In CEO 77-88, we opined that a prohibited conflict of interest would be created where a county commissioner entered into a contractual relationship with a county housing assistance office as a landlord in the federal HUD Section 8 housing assistance payments program. That situation violated the first part of Section 112.313(7)(a), we concluded, since he would have a contractual relationship with a county agency that was regulated by the board of county commissioners. In CEO 88-52, we applied the second part of Section 112.313(7)(a) to conclude that it would create a prohibited conflict of interest if a city employee applied for a rental rehabilitation loan through the program in which he worked. We believed that his participation in the rental rehabilitation program created an impediment to the full and faithful discharge of his public duties, as he was directly involved in the administration of the program under which he would obtain the loan, he was competing with other applicants for loan proceeds, and the loan would clearly benefit him by enabling him to rehabilitate his property.
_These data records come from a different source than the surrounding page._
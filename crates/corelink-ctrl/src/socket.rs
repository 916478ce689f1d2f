//! Non-blocking connect helpers.
//!
//! Connect targets are TCP addresses or local (unix-domain) socket names; a
//! leading `@` selects the Linux abstract namespace. Socket creation
//! failures are fatal, a refused connect is a network condition the
//! connector's retry machinery absorbs; the two are kept apart in
//! [`DialError`].

use std::fmt;
use std::io;
use std::mem;
use std::net::SocketAddr;
use std::os::unix::io::RawFd;

use crate::errors::LinkError;

// ----------------------------------------------------------------------------
// Connect Target
// ----------------------------------------------------------------------------

/// Parsed connect destination.
#[derive(Debug, Clone, PartialEq, Eq)]
pub enum ConnectTarget {
    /// `ip:port`, v4 or bracketed v6.
    Tcp(SocketAddr),
    /// Filesystem unix-domain socket path.
    Local(String),
    /// Abstract-namespace unix-domain socket name (no leading NUL byte in
    /// the string; it is added when the address is built).
    Abstract(String),
}

impl ConnectTarget {
    /// Parse a target string: anything that parses as a socket address is
    /// TCP, a leading `@` selects the abstract namespace, everything else is
    /// a filesystem socket path.
    pub fn parse(target: &str) -> Result<Self, LinkError> {
        if let Ok(addr) = target.parse::<SocketAddr>() {
            return Ok(Self::Tcp(addr));
        }
        if let Some(name) = target.strip_prefix('@') {
            if name.is_empty() {
                return Err(LinkError::InvalidTarget(target.to_string()));
            }
            return Ok(Self::Abstract(name.to_string()));
        }
        if target.is_empty() {
            return Err(LinkError::InvalidTarget(target.to_string()));
        }
        Ok(Self::Local(target.to_string()))
    }
}

impl fmt::Display for ConnectTarget {
    fn fmt(&self, f: &mut fmt::Formatter<'_>) -> fmt::Result {
        match self {
            Self::Tcp(addr) => write!(f, "{addr}"),
            Self::Local(path) => write!(f, "{path}"),
            Self::Abstract(name) => write!(f, "@{name}"),
        }
    }
}

// ----------------------------------------------------------------------------
// Dial
// ----------------------------------------------------------------------------

/// Result of issuing the non-blocking connect.
pub(crate) enum ConnectOutcome {
    /// The OS completed the connect synchronously.
    Connected(RawFd),
    /// The connect is in flight; completion surfaces as fd readiness.
    InProgress(RawFd),
}

/// Why a dial did not produce a socket.
pub(crate) enum DialError {
    /// OS-resource problem (socket creation, option setting). Not worth
    /// retrying.
    Fatal(io::Error),
    /// The peer or path rejected the attempt. Retryable.
    Refused(io::Error),
}

/// Raw sockaddr storage big enough for any family used here.
union SockAddrStorage {
    v4: libc::sockaddr_in,
    v6: libc::sockaddr_in6,
    un: libc::sockaddr_un,
}

fn build_sockaddr(target: &ConnectTarget) -> io::Result<(SockAddrStorage, libc::socklen_t, i32)> {
    // Zeroed storage is a valid "empty" value for every sockaddr variant.
    let mut storage: SockAddrStorage = unsafe { mem::zeroed() };
    match target {
        ConnectTarget::Tcp(SocketAddr::V4(addr)) => {
            let v4 = unsafe { &mut storage.v4 };
            v4.sin_family = libc::AF_INET as libc::sa_family_t;
            v4.sin_port = addr.port().to_be();
            v4.sin_addr.s_addr = u32::from_ne_bytes(addr.ip().octets());
            Ok((
                storage,
                mem::size_of::<libc::sockaddr_in>() as libc::socklen_t,
                libc::AF_INET,
            ))
        }
        ConnectTarget::Tcp(SocketAddr::V6(addr)) => {
            let v6 = unsafe { &mut storage.v6 };
            v6.sin6_family = libc::AF_INET6 as libc::sa_family_t;
            v6.sin6_port = addr.port().to_be();
            v6.sin6_addr.s6_addr = addr.ip().octets();
            v6.sin6_scope_id = addr.scope_id();
            Ok((
                storage,
                mem::size_of::<libc::sockaddr_in6>() as libc::socklen_t,
                libc::AF_INET6,
            ))
        }
        ConnectTarget::Local(path) => {
            let un = unsafe { &mut storage.un };
            un.sun_family = libc::AF_UNIX as libc::sa_family_t;
            let bytes = path.as_bytes();
            if bytes.len() >= un.sun_path.len() {
                return Err(io::Error::new(
                    io::ErrorKind::InvalidInput,
                    "socket path too long",
                ));
            }
            for (dst, src) in un.sun_path.iter_mut().zip(bytes) {
                *dst = *src as libc::c_char;
            }
            Ok((
                storage,
                mem::size_of::<libc::sockaddr_un>() as libc::socklen_t,
                libc::AF_UNIX,
            ))
        }
        ConnectTarget::Abstract(name) => {
            let un = unsafe { &mut storage.un };
            un.sun_family = libc::AF_UNIX as libc::sa_family_t;
            let bytes = name.as_bytes();
            // sun_path[0] stays NUL for the abstract namespace; the address
            // length covers exactly the used bytes.
            if bytes.len() + 1 > un.sun_path.len() {
                return Err(io::Error::new(
                    io::ErrorKind::InvalidInput,
                    "abstract socket name too long",
                ));
            }
            for (dst, src) in un.sun_path[1..].iter_mut().zip(bytes) {
                *dst = *src as libc::c_char;
            }
            let len = mem::size_of::<libc::sa_family_t>() + 1 + bytes.len();
            Ok((storage, len as libc::socklen_t, libc::AF_UNIX))
        }
    }
}

/// Create a non-blocking socket and issue the connect.
pub(crate) fn connect_nonblocking(
    target: &ConnectTarget,
) -> Result<ConnectOutcome, DialError> {
    let (storage, addr_len, family) = build_sockaddr(target).map_err(DialError::Fatal)?;

    let fd = unsafe {
        libc::socket(
            family,
            libc::SOCK_STREAM | libc::SOCK_NONBLOCK | libc::SOCK_CLOEXEC,
            0,
        )
    };
    if fd < 0 {
        return Err(DialError::Fatal(io::Error::last_os_error()));
    }

    let rc = unsafe {
        libc::connect(
            fd,
            &storage as *const SockAddrStorage as *const libc::sockaddr,
            addr_len,
        )
    };
    if rc == 0 {
        return Ok(ConnectOutcome::Connected(fd));
    }

    let err = io::Error::last_os_error();
    match err.raw_os_error() {
        Some(libc::EINPROGRESS) => Ok(ConnectOutcome::InProgress(fd)),
        // EAGAIN (unix-domain backlog full) leaves the socket unconnected;
        // it is a retryable failure, not a pending attempt.
        _ => {
            unsafe {
                libc::close(fd);
            }
            Err(DialError::Refused(err))
        }
    }
}

/// Fetch and clear the socket's pending error. `None` means the connect
/// completed cleanly.
pub(crate) fn take_socket_error(fd: RawFd) -> io::Result<Option<io::Error>> {
    let mut err: libc::c_int = 0;
    let mut len = mem::size_of::<libc::c_int>() as libc::socklen_t;
    let rc = unsafe {
        libc::getsockopt(
            fd,
            libc::SOL_SOCKET,
            libc::SO_ERROR,
            &mut err as *mut libc::c_int as *mut libc::c_void,
            &mut len,
        )
    };
    if rc < 0 {
        return Err(io::Error::last_os_error());
    }
    if err == 0 {
        Ok(None)
    } else {
        Ok(Some(io::Error::from_raw_os_error(err)))
    }
}

/// Best-effort local address description for diagnostics.
pub(crate) fn local_addr_string(fd: RawFd) -> String {
    let mut storage: libc::sockaddr_storage = unsafe { mem::zeroed() };
    let mut len = mem::size_of::<libc::sockaddr_storage>() as libc::socklen_t;
    let rc = unsafe {
        libc::getsockname(
            fd,
            &mut storage as *mut libc::sockaddr_storage as *mut libc::sockaddr,
            &mut len,
        )
    };
    if rc < 0 {
        return String::from("?");
    }
    match storage.ss_family as libc::c_int {
        libc::AF_INET => {
            let v4 = unsafe { &*(&storage as *const _ as *const libc::sockaddr_in) };
            let ip = std::net::Ipv4Addr::from(u32::from_be(v4.sin_addr.s_addr));
            format!("{}:{}", ip, u16::from_be(v4.sin_port))
        }
        libc::AF_INET6 => {
            let v6 = unsafe { &*(&storage as *const _ as *const libc::sockaddr_in6) };
            let ip = std::net::Ipv6Addr::from(v6.sin6_addr.s6_addr);
            format!("[{}]:{}", ip, u16::from_be(v6.sin6_port))
        }
        libc::AF_UNIX => String::from("unix"),
        _ => String::from("?"),
    }
}

// ----------------------------------------------------------------------------
// Tests
// ----------------------------------------------------------------------------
In the situation you have described, there are factual similarities with both CEO 77-88 and CEO 88-52. Like CEO 77-88, the Manatee County Community Services Department is a County agency. If you obtain the funding, you would have a contractual relationship with an agency that is subject to the County Commission's oversight. As in CEO 88-52, there is competition for the funding, and the funding would clearly benefit you by allowing you to make much-needed repairs in the fourteen duplexes and then rent them. The funding is awarded on a first-come, first-served basis and, we are advised, is fully committed as a result of your application and that of other homeowner-applicants.
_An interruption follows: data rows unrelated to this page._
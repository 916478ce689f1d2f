//! Linux `epoll`-based wait primitive.
//!
//! Level-triggered, with the descriptor number itself used as the token.
//! The rest of the reactor only depends on the contract "given registered
//! (fd, interest) pairs and a timeout, block and report which fds are ready
//! for which of read/write"; any readiness-style multiplexer could stand in.

use std::io;
use std::os::unix::io::RawFd;
use std::time::Duration;

use libc::{
    epoll_create1, epoll_ctl, epoll_event, epoll_wait, EPOLLERR, EPOLLHUP, EPOLLIN, EPOLLOUT,
    EPOLL_CLOEXEC, EPOLL_CTL_ADD, EPOLL_CTL_DEL, EPOLL_CTL_MOD,
};

use crate::events::FdEvents;

/// Reusable readiness buffer size per wait call.
const EVENT_CAPACITY: usize = 64;

pub(crate) struct Poller {
    epoll: RawFd,
    events: Vec<epoll_event>,
}

impl Poller {
    pub(crate) fn new() -> io::Result<Self> {
        let epoll = unsafe { epoll_create1(EPOLL_CLOEXEC) };
        if epoll < 0 {
            return Err(io::Error::last_os_error());
        }
        Ok(Self {
            epoll,
            events: Vec::with_capacity(EVENT_CAPACITY),
        })
    }

    fn interest_flags(interest: FdEvents) -> u32 {
        let mut flags = 0;
        if interest.readable() {
            flags |= EPOLLIN;
        }
        if interest.writable() {
            flags |= EPOLLOUT;
        }
        flags as u32
    }

    fn ctl(&self, op: libc::c_int, fd: RawFd, interest: FdEvents) -> io::Result<()> {
        let mut event = epoll_event {
            events: Self::interest_flags(interest),
            u64: fd as u64,
        };
        let rc = unsafe { epoll_ctl(self.epoll, op, fd, &mut event) };
        if rc < 0 {
            return Err(io::Error::last_os_error());
        }
        Ok(())
    }

    /// Register a descriptor with its initial interest mask.
    pub(crate) fn register(&self, fd: RawFd, interest: FdEvents) -> io::Result<()> {
        self.ctl(EPOLL_CTL_ADD, fd, interest)
    }

    /// Update interest for an already registered descriptor.
    pub(crate) fn reregister(&self, fd: RawFd, interest: FdEvents) -> io::Result<()> {
        self.ctl(EPOLL_CTL_MOD, fd, interest)
    }

    /// Remove a descriptor. The descriptor may already be closed; there is
    /// nothing useful to report in that case.
    pub(crate) fn deregister(&self, fd: RawFd) {
        unsafe {
            epoll_ctl(self.epoll, EPOLL_CTL_DEL, fd, std::ptr::null_mut());
        }
    }

    /// Block until readiness, the timeout, or a signal. A signal interrupt
    /// reports an empty set so the loop proceeds to its check phases.
    pub(crate) fn wait(&mut self, timeout: Option<Duration>) -> io::Result<Vec<(RawFd, FdEvents)>> {
        // Round fractional milliseconds up so a near-due timer does not spin.
        let timeout_ms = match timeout {
            Some(t) => t
                .as_nanos()
                .div_ceil(1_000_000)
                .min(i32::MAX as u128) as i32,
            None => -1,
        };

        let n = unsafe {
            epoll_wait(
                self.epoll,
                self.events.as_mut_ptr(),
                self.events.capacity() as i32,
                timeout_ms,
            )
        };

        if n < 0 {
            let err = io::Error::last_os_error();
            if err.kind() == io::ErrorKind::Interrupted {
                return Ok(Vec::new());
            }
            return Err(err);
        }

        unsafe {
            self.events.set_len(n as usize);
        }

        let mut ready = Vec::with_capacity(n as usize);
        for ev in &self.events {
            let fd = ev.u64 as RawFd;
            let mut mask = FdEvents::NONE;
            // Errors and hangups surface as readability; the read will
            // report the actual condition.
            if ev.events & ((EPOLLIN | EPOLLERR | EPOLLHUP) as u32) != 0 {
                mask = mask.with(FdEvents::READ);
            }
            if ev.events & (EPOLLOUT as u32) != 0 {
                mask = mask.with(FdEvents::WRITE);
            }
            ready.push((fd, mask));
        }
        Ok(ready)
    }
}

impl Drop for Poller {
    fn drop(&mut self) {
        unsafe {
            libc::close(self.epoll);
        }
    }
}
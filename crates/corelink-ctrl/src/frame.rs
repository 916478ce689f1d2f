//! Control-link wire framing.
//!
//! Each frame is a fixed 5-byte header followed by the payload:
//!
//! ```text
//! [payload length: u32 BE][kind: u8][payload bytes]
//! ```
//!
//! The header carries the total payload length, so a receiver can tell how
//! many bytes a frame needs before the payload has arrived. Payload content
//! is opaque at this layer; typed messages are bincode-encoded by the
//! helpers below.

use serde::{de::DeserializeOwned, Serialize};
use thiserror::Error;

/// Frame header size: 4-byte big-endian payload length plus 1 kind byte.
pub const HEADER_LEN: usize = 5;

/// Hard ceiling on one frame's payload. A length field above this means the
/// stream is corrupt or hostile, not that a large message is in flight.
pub const MAX_PAYLOAD: usize = 16 * 1024 * 1024;

// ----------------------------------------------------------------------------
// Message Kind
// ----------------------------------------------------------------------------

/// Frame discriminator carried in the header.
#[derive(Debug, Clone, Copy, PartialEq, Eq)]
#[repr(u8)]
pub enum MsgKind {
    /// A direct command to the peer.
    Command = 0x01,
    /// The peer's reply to a command.
    Reply = 0x02,
    /// An update for a standing subscription, dispatched separately from
    /// direct replies.
    SubscriptionReply = 0x03,
    /// Liveness probe.
    Ping = 0x04,
    /// Liveness answer. Intercepted by the link layer, never forwarded to
    /// the application.
    Pong = 0x05,
}

impl MsgKind {
    pub const fn as_u8(self) -> u8 {
        self as u8
    }
}

impl TryFrom<u8> for MsgKind {
    type Error = FrameError;

    fn try_from(value: u8) -> Result<Self, FrameError> {
        match value {
            0x01 => Ok(Self::Command),
            0x02 => Ok(Self::Reply),
            0x03 => Ok(Self::SubscriptionReply),
            0x04 => Ok(Self::Ping),
            0x05 => Ok(Self::Pong),
            other => Err(FrameError::UnknownKind(other)),
        }
    }
}

// ----------------------------------------------------------------------------
// Errors
// ----------------------------------------------------------------------------

#[derive(Debug, Error, PartialEq, Eq)]
pub enum FrameError {
    #[error("frame payload length {len} exceeds the {max} byte limit")]
    Oversize { len: usize, max: usize },

    #[error("unknown message kind 0x{0:02x}")]
    UnknownKind(u8),
}

// ----------------------------------------------------------------------------
// Frame
// ----------------------------------------------------------------------------

/// One complete wire frame.
#[derive(Debug, Clone, PartialEq, Eq)]
pub struct Frame {
    pub kind: MsgKind,
    pub payload: Vec<u8>,
}

impl Frame {
    pub fn new(kind: MsgKind, payload: Vec<u8>) -> Self {
        Self { kind, payload }
    }

    /// Empty-payload liveness probe.
    pub fn ping() -> Self {
        Self::new(MsgKind::Ping, Vec::new())
    }

    /// Empty-payload liveness answer.
    pub fn pong() -> Self {
        Self::new(MsgKind::Pong, Vec::new())
    }

    /// Build a frame with a bincode-encoded payload.
    pub fn encode_msg<T: Serialize>(kind: MsgKind, msg: &T) -> bincode::Result<Self> {
        Ok(Self::new(kind, bincode::serialize(msg)?))
    }

    /// Decode the payload as a bincode-encoded message.
    pub fn decode_msg<T: DeserializeOwned>(&self) -> bincode::Result<T> {
        bincode::deserialize(&self.payload)
    }

    /// Total on-wire size of this frame.
    pub fn wire_len(&self) -> usize {
        HEADER_LEN + self.payload.len()
    }

    /// Append the encoded frame to `buf`.
    pub fn encode_into(&self, buf: &mut Vec<u8>) {
        buf.reserve(self.wire_len());
        buf.extend_from_slice(&(self.payload.len() as u32).to_be_bytes());
        buf.push(self.kind.as_u8());
        buf.extend_from_slice(&self.payload);
    }

    /// Try to extract one complete frame from the front of `buf`.
    ///
    /// Returns the frame and the number of bytes consumed, `None` when more
    /// bytes are needed, or an error when the stream cannot possibly parse.
    pub fn extract(buf: &[u8]) -> Result<Option<(Frame, usize)>, FrameError> {
        if buf.len() < HEADER_LEN {
            return Ok(None);
        }
        let len = u32::from_be_bytes([buf[0], buf[1], buf[2], buf[3]]) as usize;
        if len > MAX_PAYLOAD {
            return Err(FrameError::Oversize {
                len,
                max: MAX_PAYLOAD,
            });
        }
        // Reject an unknown kind before waiting for its payload.
        let kind = MsgKind::try_from(buf[4])?;
        let total = HEADER_LEN + len;
        if buf.len() < total {
            return Ok(None);
        }
        let frame = Frame::new(kind, buf[HEADER_LEN..total].to_vec());
        Ok(Some((frame, total)))
    }
}

// ----------------------------------------------------------------------------
// Tests
// ----------------------------------------------------------------------------

#[cfg(test)]
mod tests {
    use super::*;
    use proptest::prelude::*;

    fn encoded(kind: MsgKind, payload: &[u8]) -> Vec<u8> {
        let mut buf = Vec::new();
        Frame::new(kind, payload.to_vec()).encode_into(&mut buf);
        buf
    }

    #[test]
    fn test_extract_needs_full_header() {
        let wire = encoded(MsgKind::Command, b"hello");
        for cut in 0..HEADER_LEN {
            assert_eq!(Frame::extract(&wire[..cut]), Ok(None));
        }
    }

    #[test]
    fn test_extract_needs_full_payload() {
        let wire = encoded(MsgKind::Reply, b"payload");
        for cut in HEADER_LEN..wire.len() {
            assert_eq!(Frame::extract(&wire[..cut]), Ok(None));
        }
    }

    #[test]
    fn test_extract_leaves_trailing_bytes() {
        let mut wire = encoded(MsgKind::Command, b"first");
        let second = encoded(MsgKind::Ping, b"");
        wire.extend_from_slice(&second);

        let (frame, consumed) = Frame::extract(&wire).unwrap().unwrap();
        assert_eq!(frame.kind, MsgKind::Command);
        assert_eq!(frame.payload, b"first");
        assert_eq!(consumed, HEADER_LEN + 5);

        let (frame, consumed) = Frame::extract(&wire[consumed..]).unwrap().unwrap();
        assert_eq!(frame.kind, MsgKind::Ping);
        assert!(frame.payload.is_empty());
        assert_eq!(consumed, HEADER_LEN);
    }

    #[test]
    fn test_extract_rejects_unknown_kind() {
        let mut wire = encoded(MsgKind::Command, b"x");
        wire[4] = 0x7f;
        assert_eq!(Frame::extract(&wire), Err(FrameError::UnknownKind(0x7f)));
    }

    #[test]
    fn test_extract_rejects_oversize_length() {
        let mut wire = vec![0u8; HEADER_LEN];
        wire[..4].copy_from_slice(&((MAX_PAYLOAD as u32) + 1).to_be_bytes());
        wire[4] = MsgKind::Command.as_u8();
        assert!(matches!(
            Frame::extract(&wire),
            Err(FrameError::Oversize { .. })
        ));
    }

    #[test]
    fn test_typed_payload_codec() {
        #[derive(serde::Serialize, serde::Deserialize, PartialEq, Debug)]
        struct SetOption {
            name: String,
            value: u32,
        }

        let msg = SetOption {
            name: "loglevel".into(),
            value: 3,
        };
        let frame = Frame::encode_msg(MsgKind::Command, &msg).unwrap();
        let mut wire = Vec::new();
        frame.encode_into(&mut wire);

        let (decoded, _) = Frame::extract(&wire).unwrap().unwrap();
        assert_eq!(decoded.decode_msg::<SetOption>().unwrap(), msg);
    }

    proptest! {
        // Any prefix of a valid frame yields "need more", and the full
        // buffer always yields the frame back regardless of payload content.
        #[test]
        fn prop_extract_is_prefix_stable(payload in proptest::collection::vec(any::<u8>(), 0..2048)) {
            let wire = encoded(MsgKind::SubscriptionReply, &payload);
            for cut in 0..wire.len() {
                prop_assert_eq!(Frame::extract(&wire[..cut]), Ok(None));
            }
            let (frame, consumed) = Frame::extract(&wire).unwrap().unwrap();
            prop_assert_eq!(consumed, wire.len());
            prop_assert_eq!(frame.payload, payload);
        }
    }
}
In another opinion--CEO 98-3--we opined that Section 112.313(7)(a) would be violated where a community redevelopment agency board member applied for a low-cost loan administered by his agency. That opinion cited CEO 88-52, as well as CEO 90-76, to conclude that a prohibited conflict of interest was created where a public officer applied for funding through a program administered by his agency and that "to hold otherwise would provide the opportunity and strongly suggest to the public that a public officer is permitted to benefit privately because of his public position, which is antithetical to the principles underlying the Code of Ethics for Public Officers and Employees."
Accordingly, Section 112.313(7)(a) would be violated where a county commissioner obtains housing rehabilitation funding from a program administered by the county.
ORDERED by the State of Florida Commission on Ethics meeting in public session on August 24, 2000 and RENDERED this 29th day of August.